Assignment:
From the data below, return the exact lines starting at the line containing "let Some(pager) = lane.pagers.get_mut(list)" and ending at the line containing "let exposed = pager.expand(direction);", both included, and nothing else.

Task data:
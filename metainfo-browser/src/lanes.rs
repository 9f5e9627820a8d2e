//! Breadcrumb navigation over adaptors.
//!
//! The navigator holds an ordered sequence of lanes `[L0, .., Ln]`, the path
//! from the document root to the focused node. `L0` always holds the root
//! adaptor. Every transition either succeeds completely or leaves the lanes
//! untouched.

use std::{
    collections::{BTreeMap, HashMap},
    sync::Arc,
};

use serde::Serialize;
use serde_json::Value;

use crate::{
    adaptor::{Adaptor, is_present},
    config::PaginationConfig,
    data::ChildKey,
    error::NavError,
    pager::{Direction, ListPager},
    render::{ListView, RenderNode, ViewFlags},
    source::{Page, PageRequest},
    units::UnitContext,
};

/// Identity of a lane. Never reused within a navigator, so responses for a
/// discarded lane cannot land on a newer lane at the same position.
#[derive(Debug, Clone, Copy, PartialEq, Eq, Hash, Serialize)]
pub struct LaneId(u64);

#[cfg(test)]
impl LaneId {
    pub(crate) fn for_tests(id: u64) -> Self {
        Self(id)
    }
}

/// One step of the breadcrumb path.
#[derive(Debug, Clone)]
pub struct Lane {
    id: LaneId,
    /// The key that led here from the previous lane; `None` for `L0`.
    key: Option<String>,
    adaptor: Adaptor,
    /// Key of the child shown in the next lane.
    selected: Option<String>,
    pagers: BTreeMap<String, ListPager>,
    /// Elements of repeating sub-sections fetched from the document source.
    fetched: HashMap<String, BTreeMap<usize, Arc<Value>>>,
}

impl Lane {
    pub fn id(&self) -> LaneId {
        self.id
    }

    pub fn key(&self) -> Option<&str> {
        self.key.as_deref()
    }

    pub fn adaptor(&self) -> &Adaptor {
        &self.adaptor
    }

    pub fn selected(&self) -> Option<&str> {
        self.selected.as_deref()
    }

    pub fn pager(&self, list: &str) -> Option<&ListPager> {
        self.pagers.get(list)
    }

    /// Resolve a child key, preferring fetched list elements over the
    /// local document.
    pub fn child(&self, key: &str) -> Result<Adaptor, NavError> {
        let key: ChildKey = key.parse()?;
        if let Some(index) = key.index
            && let Some(value) = self
                .fetched
                .get(&key.name)
                .and_then(|items| items.get(&index))
        {
            return self.adaptor.fetched_item(&key.name, index, value.clone());
        }
        self.adaptor.child(&key)
    }

    /// The lane's adaptor render plus the visible window of every long list.
    /// List lengths come from the pagers, which know about remote elements.
    pub fn render(&self, flags: &ViewFlags, units: &UnitContext) -> RenderNode {
        let mut node = self.adaptor.render(flags, units);
        let mut lists = Vec::new();
        for child in node.children.iter_mut().filter(|c| !c.disabled) {
            let Some(pager) = self.pagers.get(&child.key) else {
                continue;
            };
            child.count = Some(pager.len());
            lists.push(ListView {
                name: child.key.clone(),
                len: pager.len(),
                items: pager
                    .visible()
                    .map(|i| ChildKey::indexed(&child.key, i).to_string())
                    .collect(),
                hidden: pager.hidden(),
                controls: pager.has_controls(),
            });
        }
        node.lists = lists;
        node
    }

    fn is_available(&self, list: &str, index: usize) -> bool {
        let local = match self.adaptor.value().get(list) {
            Some(Value::Array(items)) => index < items.len(),
            Some(lone) => index == 0 && is_present(lone),
            None => false,
        };
        local
            || self
                .fetched
                .get(list)
                .is_some_and(|items| items.contains_key(&index))
    }

    fn list_reference(&self, list: &str) -> String {
        self.adaptor.path().join(ChildKey::new(list)).to_reference()
    }
}

/// The lanes from the document root to the focused node, plus the paging
/// settings every new lane starts with.
#[derive(Debug, Clone)]
pub struct Navigator {
    lanes: Vec<Lane>,
    pagination: PaginationConfig,
    next_lane: u64,
}

impl Navigator {
    /// A navigator in its initial state `[L0]`.
    pub fn new(root: Adaptor, pagination: PaginationConfig) -> Self {
        let mut nav = Self {
            lanes: Vec::new(),
            pagination,
            next_lane: 0,
        };
        let lane = nav.make_lane(None, root);
        nav.lanes.push(lane);
        nav
    }

    fn make_lane(&mut self, key: Option<String>, adaptor: Adaptor) -> Lane {
        let id = LaneId(self.next_lane);
        self.next_lane += 1;
        let pagers = adaptor
            .repeating_children()
            .into_iter()
            .map(|(name, len)| {
                let pager = ListPager::new(
                    len,
                    self.pagination.top,
                    self.pagination.bottom,
                    self.pagination.page,
                );
                (name, pager)
            })
            .collect();
        Lane {
            id,
            key,
            adaptor,
            selected: None,
            pagers,
            fetched: HashMap::new(),
        }
    }

    pub fn lanes(&self) -> &[Lane] {
        &self.lanes
    }

    pub fn len(&self) -> usize {
        self.lanes.len()
    }

    /// Always false: `L0` is never removed.
    pub fn is_empty(&self) -> bool {
        self.lanes.is_empty()
    }

    /// The last lane.
    pub fn focus(&self) -> &Lane {
        &self.lanes[self.lanes.len() - 1]
    }

    pub fn lane(&self, index: usize) -> Result<&Lane, NavError> {
        self.lanes.get(index).ok_or(NavError::LaneOutOfRange(index))
    }

    /// Breadcrumb of the keys pushed so far, `run:0/system:1`.
    pub fn path(&self) -> String {
        self.lanes
            .iter()
            .filter_map(Lane::key)
            .collect::<Vec<_>>()
            .join("/")
    }

    /// Append the lane for `key` of the focused lane.
    pub fn push(&mut self, key: &str) -> Result<&Lane, NavError> {
        let index = self.lanes.len() - 1;
        self.select(index, key)
    }

    /// Replace everything after lane `index` with the lane for `key` of
    /// lane `index`.
    pub fn select(&mut self, index: usize, key: &str) -> Result<&Lane, NavError> {
        let child = self.lane(index)?.child(key).inspect_err(|err| {
            warn!("rejected `{key}` at lane {index}: {err}");
        })?;
        debug!("lane {} -> {}", index + 1, child.path());
        let lane = self.make_lane(Some(key.to_string()), child);
        self.lanes.truncate(index + 1);
        self.lanes[index].selected = Some(key.to_string());
        self.lanes.push(lane);
        Ok(self.focus())
    }

    /// Discard the focused lane. `L0` stays.
    pub fn pop(&mut self) -> Option<Lane> {
        if self.lanes.len() == 1 {
            return None;
        }
        let lane = self.lanes.pop();
        if let Some(last) = self.lanes.last_mut() {
            last.selected = None;
        }
        lane
    }

    /// Keep lanes `0..=index`, discarding the rest.
    pub fn truncate_to(&mut self, index: usize) -> Result<(), NavError> {
        if index >= self.lanes.len() {
            return Err(NavError::LaneOutOfRange(index));
        }
        self.lanes.truncate(index + 1);
        self.lanes[index].selected = None;
        Ok(())
    }

    /// Back to `[L0]`.
    pub fn reset(&mut self) {
        self.lanes.truncate(1);
        self.lanes[0].selected = None;
    }

    /// Replace the lanes after `L0` with the lanes for a `/`-separated path.
    /// Fails without changes if any segment fails.
    pub fn navigate(&mut self, path: &str) -> Result<&Lane, NavError> {
        let keys: Vec<&str> = path.split('/').filter(|s| !s.is_empty()).collect();
        let mut root = self.lanes[0].clone();
        root.selected = None;
        let mut chain = vec![root];
        for key in &keys {
            let Some(last) = chain.last() else {
                break;
            };
            let child = last.child(key).inspect_err(|err| {
                warn!("rejected path `{path}` at `{key}`: {err}");
            })?;
            let lane = self.make_lane(Some(key.to_string()), child);
            if let Some(last) = chain.last_mut() {
                last.selected = Some(key.to_string());
            }
            chain.push(lane);
        }
        self.lanes = chain;
        Ok(self.focus())
    }

    /// Whether every lane's adaptor is a child of the previous lane's.
    pub fn check_invariant(&self) -> bool {
        self.lanes
            .windows(2)
            .all(|w| w[1].adaptor.parent() == Some(w[0].adaptor.id()))
    }

    /// Render the focused lane.
    pub fn render(&self, flags: &ViewFlags, units: &UnitContext) -> RenderNode {
        self.focus().render(flags, units)
    }

    /// Grow a list window of lane `index`. Returns a page request when the
    /// newly exposed elements are not available locally.
    pub fn expand(
        &mut self,
        index: usize,
        list: &str,
        direction: Direction,
    ) -> Result<Option<PageRequest>, NavError> {
        let lane = self
            .lanes
            .get_mut(index)
            .ok_or(NavError::LaneOutOfRange(index))?;
        let Some(pager) = lane.pagers.get_mut(list) else {
            return Err(NavError::UnknownProperty {
                section: lane.adaptor.title(),
                key: list.to_string(),
            });
        };
        let exposed = pager.expand(direction);
        let missing: Vec<usize> = exposed.filter(|i| !lane.is_available(list, *i)).collect();
        let (Some(first), Some(last)) = (missing.first(), missing.last()) else {
            return Ok(None);
        };
        Ok(Some(self.page_request(index, list, *first, last - first + 1)?))
    }

    /// Explicitly request elements `offset..offset + limit` of a list.
    pub fn page_request(
        &self,
        index: usize,
        list: &str,
        offset: usize,
        limit: usize,
    ) -> Result<PageRequest, NavError> {
        let lane = self.lane(index)?;
        let request = PageRequest {
            lane: lane.id,
            list: list.to_string(),
            path: lane.list_reference(list),
            offset,
            limit,
        };
        debug!(
            "page request {:?} {} [{}, {})",
            lane.id,
            request.path,
            offset,
            offset + limit
        );
        Ok(request)
    }

    /// Request the first run of visible elements of a list that are neither
    /// in the document nor fetched yet.
    ///
    /// A page reporting a larger total moves the bottom window onto elements
    /// nobody asked for; callers drain this after every [`apply_page`] until
    /// it returns `None`.
    ///
    /// [`apply_page`]: Navigator::apply_page
    pub fn pending_request(
        &self,
        index: usize,
        list: &str,
    ) -> Result<Option<PageRequest>, NavError> {
        let lane = self.lane(index)?;
        let Some(pager) = lane.pagers.get(list) else {
            return Ok(None);
        };
        let mut missing = pager.visible().filter(|i| !lane.is_available(list, *i));
        let Some(first) = missing.next() else {
            return Ok(None);
        };
        let mut last = first;
        for i in missing {
            if i != last + 1 {
                break;
            }
            last = i;
        }
        Ok(Some(self.page_request(index, list, first, last - first + 1)?))
    }

    /// Store a fetched page on the lane that requested it.
    ///
    /// Returns `false`, changing nothing, when that lane has been discarded
    /// in the meantime. Follow up with [`pending_request`] when the page
    /// changed the list length.
    ///
    /// [`pending_request`]: Navigator::pending_request
    pub fn apply_page(&mut self, request: &PageRequest, page: Page) -> bool {
        let Some(lane) = self.lanes.iter_mut().find(|l| l.id == request.lane) else {
            warn!(
                "dropping page for discarded lane {:?} ({})",
                request.lane, request.path
            );
            return false;
        };
        let items = lane.fetched.entry(request.list.clone()).or_default();
        for (i, item) in page.items.into_iter().enumerate() {
            items.insert(request.offset + i, Arc::new(item));
        }
        let pagination = &self.pagination;
        let pager = lane.pagers.entry(request.list.clone()).or_insert_with(|| {
            ListPager::new(
                page.total,
                pagination.top,
                pagination.bottom,
                pagination.page,
            )
        });
        if pager.len() != page.total {
            pager.set_len(page.total);
        }
        true
    }
}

Reply:
        let Some(pager) = lane.pagers.get_mut(list) else {
            return Err(NavError::UnknownProperty {
                section: lane.adaptor.title(),
                key: list.to_string(),
            });
        };
        let exposed = pager.expand(direction);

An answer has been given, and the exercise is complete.